> DIRECTIONS:
The answer must restate every record word for word.
Segment Start: RECORDED DATA
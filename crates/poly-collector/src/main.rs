//! Polymarket order book collector - entry point.

use anyhow::Result;
use clap::Parser;
use poly_collector::AppConfig;
use poly_gamma::GammaClient;
use poly_manager::MarketManager;
use tokio_util::sync::CancellationToken;
use tracing::{error, info};

/// Polymarket order book collector
#[derive(Parser, Debug)]
#[command(version, about, long_about = None)]
struct Args {
    /// Configuration file path (can also be set via POLY_CONFIG env var)
    #[arg(short, long)]
    config: Option<String>,

    /// Override the output directory from the config file
    #[arg(short, long)]
    output: Option<String>,

    /// Write plain JSONL instead of zstd-compressed files
    #[arg(long)]
    no_compress: bool,
}

#[tokio::main]
async fn main() -> Result<()> {
    // TLS crypto provider must be installed before any WS connection.
    poly_ws::init_crypto();

    let args = Args::parse();

    // Config path: CLI arg > POLY_CONFIG env var > default.
    let config_path = args
        .config
        .or_else(|| std::env::var("POLY_CONFIG").ok())
        .unwrap_or_else(|| "config/collector.toml".to_string());

    let mut config = AppConfig::from_file(&config_path)?;
    if let Some(output) = args.output {
        config.storage.output_dir = output;
    }
    if args.no_compress {
        config.storage.compress = false;
    }
    config.validate()?;

    // Logging comes up after the config so its level applies; RUST_LOG
    // still overrides.
    poly_telemetry::init_logging(&config.logging.level)?;

    info!("Starting poly-collector v{}", env!("CARGO_PKG_VERSION"));
    info!(
        config_path = %config_path,
        series = config.manager.enabled_series().count(),
        output_dir = %config.storage.output_dir,
        compress = config.storage.compress,
        "Configuration loaded"
    );

    let gamma = GammaClient::with_timeout(config.discovery.request_timeout())?
        .with_base_url(&config.discovery.base_url)
        .with_early_start(config.discovery.early_start())
        .with_fallback_window(config.discovery.fallback_window());

    let manager = MarketManager::new(
        gamma,
        config.manager.clone(),
        config.storage.clone(),
        config.websocket.url.clone(),
        config.websocket.reconnect.clone(),
    );

    let cancel = CancellationToken::new();
    let shutdown = cancel.clone();
    tokio::spawn(async move {
        match tokio::signal::ctrl_c().await {
            Ok(()) => info!("Shutdown signal received"),
            Err(e) => error!(error = %e, "Failed to listen for shutdown signal"),
        }
        shutdown.cancel();
    });

    manager.run(cancel).await;

    info!("Collector stopped");
    Ok(())
}
//! Feed error types.

use thiserror::Error;

#[derive(Debug, Error)]
pub enum FeedError {
    #[error("Frame parse error: {detail} (payload: {excerpt})")]
    Frame { detail: String, excerpt: String },

    #[error("JSON error: {0}")]
    Json(#[from] serde_json::Error),
}

pub type FeedResult<T> = Result<T, FeedError>;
Segment End: RECORDED DATA
> ANSWER TO THIS PROBLEM:
filename crates/poly-collector/src/main.rs
//! Polymarket order book collector - entry point.

use anyhow::Result;
use clap::Parser;
use poly_collector::AppConfig;
use poly_gamma::GammaClient;
use poly_manager::MarketManager;
use tokio_util::sync::CancellationToken;
use tracing::{error, info};

/// Polymarket order book collector
#[derive(Parser, Debug)]
#[command(version, about, long_about = None)]
struct Args {
    /// Configuration file path (can also be set via POLY_CONFIG env var)
    #[arg(short, long)]
    config: Option<String>,

    /// Override the output directory from the config file
    #[arg(short, long)]
    output: Option<String>,

    /// Write plain JSONL instead of zstd-compressed files
    #[arg(long)]
    no_compress: bool,
}

#[tokio::main]
async fn main() -> Result<()> {
    // TLS crypto provider must be installed before any WS connection.
    poly_ws::init_crypto();

    let args = Args::parse();

    // Config path: CLI arg > POLY_CONFIG env var > default.
    let config_path = args
        .config
        .or_else(|| std::env::var("POLY_CONFIG").ok())
        .unwrap_or_else(|| "config/collector.toml".to_string());

    let mut config = AppConfig::from_file(&config_path)?;
    if let Some(output) = args.output {
        config.storage.output_dir = output;
    }
    if args.no_compress {
        config.storage.compress = false;
    }
    config.validate()?;

    // Logging comes up after the config so its level applies; RUST_LOG
    // still overrides.
    poly_telemetry::init_logging(&config.logging.level)?;

    info!("Starting poly-collector v{}", env!("CARGO_PKG_VERSION"));
    info!(
        config_path = %config_path,
        series = config.manager.enabled_series().count(),
        output_dir = %config.storage.output_dir,
        compress = config.storage.compress,
        "Configuration loaded"
    );

    let gamma = GammaClient::with_timeout(config.discovery.request_timeout())?
        .with_base_url(&config.discovery.base_url)
        .with_early_start(config.discovery.early_start())
        .with_fallback_window(config.discovery.fallback_window());

    let manager = MarketManager::new(
        gamma,
        config.manager.clone(),
        config.storage.clone(),
        config.websocket.url.clone(),
        config.websocket.reconnect.clone(),
    );

    let cancel = CancellationToken::new();
    let shutdown = cancel.clone();
    tokio::spawn(async move {
        match tokio::signal::ctrl_c().await {
            Ok(()) => info!("Shutdown signal received"),
            Err(e) => error!(error = %e, "Failed to listen for shutdown signal"),
        }
        shutdown.cancel();
    });

    manager.run(cancel).await;

    info!("Collector stopped");
    Ok(())
}
//! Feed error types.

use thiserror::Error;

#[derive(Debug, Error)]
pub enum FeedError {
    #[error("Frame parse error: {detail} (payload: {excerpt})")]
    Frame { detail: String, excerpt: String },

    #[error("JSON error: {0}")]
    Json(#[from] serde_json::Error),
}

pub type FeedResult<T> = Result<T, FeedError>;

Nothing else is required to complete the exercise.